■ THE PROBLEM
Output all of the records exactly as written.
INFORMATION PROVIDED below:
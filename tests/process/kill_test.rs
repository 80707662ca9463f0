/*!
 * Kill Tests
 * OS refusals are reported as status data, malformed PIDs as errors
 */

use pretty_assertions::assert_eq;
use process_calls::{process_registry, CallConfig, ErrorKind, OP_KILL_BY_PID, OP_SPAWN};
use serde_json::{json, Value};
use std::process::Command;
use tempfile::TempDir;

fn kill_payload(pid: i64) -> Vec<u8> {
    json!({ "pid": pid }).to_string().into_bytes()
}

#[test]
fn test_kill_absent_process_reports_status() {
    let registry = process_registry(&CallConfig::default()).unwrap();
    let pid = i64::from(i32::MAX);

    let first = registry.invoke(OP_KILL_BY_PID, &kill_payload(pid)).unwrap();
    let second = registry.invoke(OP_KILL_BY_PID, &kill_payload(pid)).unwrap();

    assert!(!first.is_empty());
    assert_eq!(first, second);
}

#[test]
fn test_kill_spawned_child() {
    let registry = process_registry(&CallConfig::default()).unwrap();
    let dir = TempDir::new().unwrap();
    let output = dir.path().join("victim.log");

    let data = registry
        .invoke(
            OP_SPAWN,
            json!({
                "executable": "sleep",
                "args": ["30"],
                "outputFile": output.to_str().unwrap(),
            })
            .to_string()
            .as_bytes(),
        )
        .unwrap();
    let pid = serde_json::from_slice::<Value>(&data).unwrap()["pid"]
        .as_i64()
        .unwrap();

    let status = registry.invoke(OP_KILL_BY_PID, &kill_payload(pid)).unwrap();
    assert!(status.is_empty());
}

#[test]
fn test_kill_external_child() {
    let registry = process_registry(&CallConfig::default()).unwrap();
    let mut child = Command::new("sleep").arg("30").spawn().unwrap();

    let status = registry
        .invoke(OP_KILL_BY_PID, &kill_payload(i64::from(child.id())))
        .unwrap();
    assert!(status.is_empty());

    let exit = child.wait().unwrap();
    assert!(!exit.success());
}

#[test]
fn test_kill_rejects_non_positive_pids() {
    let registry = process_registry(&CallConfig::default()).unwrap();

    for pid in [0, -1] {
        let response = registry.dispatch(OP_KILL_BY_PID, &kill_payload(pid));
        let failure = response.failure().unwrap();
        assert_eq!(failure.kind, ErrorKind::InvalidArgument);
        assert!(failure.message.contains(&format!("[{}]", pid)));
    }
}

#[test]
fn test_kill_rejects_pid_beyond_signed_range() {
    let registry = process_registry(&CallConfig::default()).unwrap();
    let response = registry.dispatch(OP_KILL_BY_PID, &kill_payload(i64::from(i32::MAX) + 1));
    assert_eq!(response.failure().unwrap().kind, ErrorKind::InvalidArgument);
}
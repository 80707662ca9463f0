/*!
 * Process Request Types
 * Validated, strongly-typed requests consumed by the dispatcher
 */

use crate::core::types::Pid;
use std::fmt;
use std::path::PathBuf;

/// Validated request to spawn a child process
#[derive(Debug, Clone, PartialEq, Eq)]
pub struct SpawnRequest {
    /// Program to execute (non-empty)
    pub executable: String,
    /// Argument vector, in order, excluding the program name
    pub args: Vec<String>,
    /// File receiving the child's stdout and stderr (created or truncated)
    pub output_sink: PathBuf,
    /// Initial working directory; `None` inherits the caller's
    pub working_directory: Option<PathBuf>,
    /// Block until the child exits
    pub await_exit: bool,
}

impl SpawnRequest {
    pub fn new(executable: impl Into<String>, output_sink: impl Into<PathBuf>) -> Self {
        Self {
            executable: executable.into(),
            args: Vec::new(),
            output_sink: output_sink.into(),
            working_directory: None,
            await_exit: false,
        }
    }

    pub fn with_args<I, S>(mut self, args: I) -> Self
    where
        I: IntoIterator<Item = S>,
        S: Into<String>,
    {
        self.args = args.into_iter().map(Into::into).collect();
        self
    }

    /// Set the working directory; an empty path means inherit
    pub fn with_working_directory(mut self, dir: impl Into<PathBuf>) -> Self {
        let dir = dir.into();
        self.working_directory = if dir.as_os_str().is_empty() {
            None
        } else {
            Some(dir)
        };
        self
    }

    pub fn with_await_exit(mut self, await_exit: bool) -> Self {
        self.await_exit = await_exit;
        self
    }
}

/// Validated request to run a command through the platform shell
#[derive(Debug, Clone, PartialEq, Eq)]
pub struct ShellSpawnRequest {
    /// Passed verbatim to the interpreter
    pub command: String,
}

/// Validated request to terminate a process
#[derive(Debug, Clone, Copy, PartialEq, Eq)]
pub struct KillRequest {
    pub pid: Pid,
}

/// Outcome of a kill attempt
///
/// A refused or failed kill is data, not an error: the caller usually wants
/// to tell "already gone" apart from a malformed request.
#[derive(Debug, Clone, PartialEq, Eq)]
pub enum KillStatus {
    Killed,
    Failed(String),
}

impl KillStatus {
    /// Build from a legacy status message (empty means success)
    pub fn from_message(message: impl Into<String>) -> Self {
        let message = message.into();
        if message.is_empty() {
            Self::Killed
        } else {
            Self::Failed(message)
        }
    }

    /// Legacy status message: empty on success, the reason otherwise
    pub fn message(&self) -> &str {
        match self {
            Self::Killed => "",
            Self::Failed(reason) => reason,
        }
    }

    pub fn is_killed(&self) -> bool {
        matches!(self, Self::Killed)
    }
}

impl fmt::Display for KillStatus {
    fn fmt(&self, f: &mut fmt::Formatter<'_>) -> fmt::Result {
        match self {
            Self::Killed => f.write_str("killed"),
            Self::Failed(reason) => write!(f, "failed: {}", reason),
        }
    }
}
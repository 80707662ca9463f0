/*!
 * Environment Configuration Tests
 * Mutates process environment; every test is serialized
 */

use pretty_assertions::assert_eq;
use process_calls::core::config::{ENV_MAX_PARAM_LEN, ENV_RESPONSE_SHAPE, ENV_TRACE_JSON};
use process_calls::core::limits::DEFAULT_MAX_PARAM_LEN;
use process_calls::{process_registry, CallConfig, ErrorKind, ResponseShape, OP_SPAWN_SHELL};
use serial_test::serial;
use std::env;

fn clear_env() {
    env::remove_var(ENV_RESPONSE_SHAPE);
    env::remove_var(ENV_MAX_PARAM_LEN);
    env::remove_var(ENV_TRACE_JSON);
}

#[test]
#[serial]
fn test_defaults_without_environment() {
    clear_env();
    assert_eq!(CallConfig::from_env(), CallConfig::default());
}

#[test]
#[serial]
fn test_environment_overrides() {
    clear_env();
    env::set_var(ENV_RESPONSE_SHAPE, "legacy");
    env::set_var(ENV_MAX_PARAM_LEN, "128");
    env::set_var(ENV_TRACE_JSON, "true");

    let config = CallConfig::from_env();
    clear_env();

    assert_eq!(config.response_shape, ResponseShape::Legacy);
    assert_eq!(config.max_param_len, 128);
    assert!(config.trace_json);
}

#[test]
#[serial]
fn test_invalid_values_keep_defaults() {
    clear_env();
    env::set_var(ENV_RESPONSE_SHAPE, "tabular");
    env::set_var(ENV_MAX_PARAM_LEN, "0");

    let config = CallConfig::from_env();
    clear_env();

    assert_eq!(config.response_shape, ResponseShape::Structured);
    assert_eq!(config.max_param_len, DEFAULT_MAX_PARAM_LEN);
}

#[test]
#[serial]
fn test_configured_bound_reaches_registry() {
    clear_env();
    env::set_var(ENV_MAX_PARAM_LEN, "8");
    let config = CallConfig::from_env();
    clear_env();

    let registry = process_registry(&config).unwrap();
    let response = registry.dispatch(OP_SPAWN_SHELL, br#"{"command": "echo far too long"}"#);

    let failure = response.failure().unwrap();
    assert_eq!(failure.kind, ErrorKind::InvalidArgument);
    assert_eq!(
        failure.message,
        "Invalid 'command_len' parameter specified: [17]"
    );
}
End of INFORMATION PROVIDED.
■ TASK SOLUTION
filename tests/process/kill_test.rs
repository 80707662ca9463f0
/*!
 * Kill Tests
 * OS refusals are reported as status data, malformed PIDs as errors
 */

use pretty_assertions::assert_eq;
use process_calls::{process_registry, CallConfig, ErrorKind, OP_KILL_BY_PID, OP_SPAWN};
use serde_json::{json, Value};
use std::process::Command;
use tempfile::TempDir;

fn kill_payload(pid: i64) -> Vec<u8> {
    json!({ "pid": pid }).to_string().into_bytes()
}

#[test]
fn test_kill_absent_process_reports_status() {
    let registry = process_registry(&CallConfig::default()).unwrap();
    let pid = i64::from(i32::MAX);

    let first = registry.invoke(OP_KILL_BY_PID, &kill_payload(pid)).unwrap();
    let second = registry.invoke(OP_KILL_BY_PID, &kill_payload(pid)).unwrap();

    assert!(!first.is_empty());
    assert_eq!(first, second);
}

#[test]
fn test_kill_spawned_child() {
    let registry = process_registry(&CallConfig::default()).unwrap();
    let dir = TempDir::new().unwrap();
    let output = dir.path().join("victim.log");

    let data = registry
        .invoke(
            OP_SPAWN,
            json!({
                "executable": "sleep",
                "args": ["30"],
                "outputFile": output.to_str().unwrap(),
            })
            .to_string()
            .as_bytes(),
        )
        .unwrap();
    let pid = serde_json::from_slice::<Value>(&data).unwrap()["pid"]
        .as_i64()
        .unwrap();

    let status = registry.invoke(OP_KILL_BY_PID, &kill_payload(pid)).unwrap();
    assert!(status.is_empty());
}

#[test]
fn test_kill_external_child() {
    let registry = process_registry(&CallConfig::default()).unwrap();
    let mut child = Command::new("sleep").arg("30").spawn().unwrap();

    let status = registry
        .invoke(OP_KILL_BY_PID, &kill_payload(i64::from(child.id())))
        .unwrap();
    assert!(status.is_empty());

    let exit = child.wait().unwrap();
    assert!(!exit.success());
}

#[test]
fn test_kill_rejects_non_positive_pids() {
    let registry = process_registry(&CallConfig::default()).unwrap();

    for pid in [0, -1] {
        let response = registry.dispatch(OP_KILL_BY_PID, &kill_payload(pid));
        let failure = response.failure().unwrap();
        assert_eq!(failure.kind, ErrorKind::InvalidArgument);
        assert!(failure.message.contains(&format!("[{}]", pid)));
    }
}

#[test]
fn test_kill_rejects_pid_beyond_signed_range() {
    let registry = process_registry(&CallConfig::default()).unwrap();
    let response = registry.dispatch(OP_KILL_BY_PID, &kill_payload(i64::from(i32::MAX) + 1));
    assert_eq!(response.failure().unwrap().kind, ErrorKind::InvalidArgument);
}
repository 80707662ca9463f0
/*!
 * Process Request Types
 * Validated, strongly-typed requests consumed by the dispatcher
 */

use crate::core::types::Pid;
use std::fmt;
use std::path::PathBuf;

/// Validated request to spawn a child process
#[derive(Debug, Clone, PartialEq, Eq)]
pub struct SpawnRequest {
    /// Program to execute (non-empty)
    pub executable: String,
    /// Argument vector, in order, excluding the program name
    pub args: Vec<String>,
    /// File receiving the child's stdout and stderr (created or truncated)
    pub output_sink: PathBuf,
    /// Initial working directory; `None` inherits the caller's
    pub working_directory: Option<PathBuf>,
    /// Block until the child exits
    pub await_exit: bool,
}

impl SpawnRequest {
    pub fn new(executable: impl Into<String>, output_sink: impl Into<PathBuf>) -> Self {
        Self {
            executable: executable.into(),
            args: Vec::new(),
            output_sink: output_sink.into(),
            working_directory: None,
            await_exit: false,
        }
    }

    pub fn with_args<I, S>(mut self, args: I) -> Self
    where
        I: IntoIterator<Item = S>,
        S: Into<String>,
    {
        self.args = args.into_iter().map(Into::into).collect();
        self
    }

    /// Set the working directory; an empty path means inherit
    pub fn with_working_directory(mut self, dir: impl Into<PathBuf>) -> Self {
        let dir = dir.into();
        self.working_directory = if dir.as_os_str().is_empty() {
            None
        } else {
            Some(dir)
        };
        self
    }

    pub fn with_await_exit(mut self, await_exit: bool) -> Self {
        self.await_exit = await_exit;
        self
    }
}

/// Validated request to run a command through the platform shell
#[derive(Debug, Clone, PartialEq, Eq)]
pub struct ShellSpawnRequest {
    /// Passed verbatim to the interpreter
    pub command: String,
}

/// Validated request to terminate a process
#[derive(Debug, Clone, Copy, PartialEq, Eq)]
pub struct KillRequest {
    pub pid: Pid,
}

/// Outcome of a kill attempt
///
/// A refused or failed kill is data, not an error: the caller usually wants
/// to tell "already gone" apart from a malformed request.
#[derive(Debug, Clone, PartialEq, Eq)]
pub enum KillStatus {
    Killed,
    Failed(String),
}

impl KillStatus {
    /// Build from a legacy status message (empty means success)
    pub fn from_message(message: impl Into<String>) -> Self {
        let message = message.into();
        if message.is_empty() {
            Self::Killed
        } else {
            Self::Failed(message)
        }
    }

    /// Legacy status message: empty on success, the reason otherwise
    pub fn message(&self) -> &str {
        match self {
            Self::Killed => "",
            Self::Failed(reason) => reason,
        }
    }

    pub fn is_killed(&self) -> bool {
        matches!(self, Self::Killed)
    }
}

impl fmt::Display for KillStatus {
    fn fmt(&self, f: &mut fmt::Formatter<'_>) -> fmt::Result {
        match self {
            Self::Killed => f.write_str("killed"),
            Self::Failed(reason) => write!(f, "failed: {}", reason),
        }
    }
}
repository 80707662ca9463f0
/*!
 * Environment Configuration Tests
 * Mutates process environment; every test is serialized
 */

use pretty_assertions::assert_eq;
use process_calls::core::config::{ENV_MAX_PARAM_LEN, ENV_RESPONSE_SHAPE, ENV_TRACE_JSON};
use process_calls::core::limits::DEFAULT_MAX_PARAM_LEN;
use process_calls::{process_registry, CallConfig, ErrorKind, ResponseShape, OP_SPAWN_SHELL};
use serial_test::serial;
use std::env;

fn clear_env() {
    env::remove_var(ENV_RESPONSE_SHAPE);
    env::remove_var(ENV_MAX_PARAM_LEN);
    env::remove_var(ENV_TRACE_JSON);
}

#[test]
#[serial]
fn test_defaults_without_environment() {
    clear_env();
    assert_eq!(CallConfig::from_env(), CallConfig::default());
}

#[test]
#[serial]
fn test_environment_overrides() {
    clear_env();
    env::set_var(ENV_RESPONSE_SHAPE, "legacy");
    env::set_var(ENV_MAX_PARAM_LEN, "128");
    env::set_var(ENV_TRACE_JSON, "true");

    let config = CallConfig::from_env();
    clear_env();

    assert_eq!(config.response_shape, ResponseShape::Legacy);
    assert_eq!(config.max_param_len, 128);
    assert!(config.trace_json);
}

#[test]
#[serial]
fn test_invalid_values_keep_defaults() {
    clear_env();
    env::set_var(ENV_RESPONSE_SHAPE, "tabular");
    env::set_var(ENV_MAX_PARAM_LEN, "0");

    let config = CallConfig::from_env();
    clear_env();

    assert_eq!(config.response_shape, ResponseShape::Structured);
    assert_eq!(config.max_param_len, DEFAULT_MAX_PARAM_LEN);
}

#[test]
#[serial]
fn test_configured_bound_reaches_registry() {
    clear_env();
    env::set_var(ENV_MAX_PARAM_LEN, "8");
    let config = CallConfig::from_env();
    clear_env();

    let registry = process_registry(&config).unwrap();
    let response = registry.dispatch(OP_SPAWN_SHELL, br#"{"command": "echo far too long"}"#);

    let failure = response.failure().unwrap();
    assert_eq!(failure.kind, ErrorKind::InvalidArgument);
    assert_eq!(
        failure.message,
        "Invalid 'command_len' parameter specified: [17]"
    );
}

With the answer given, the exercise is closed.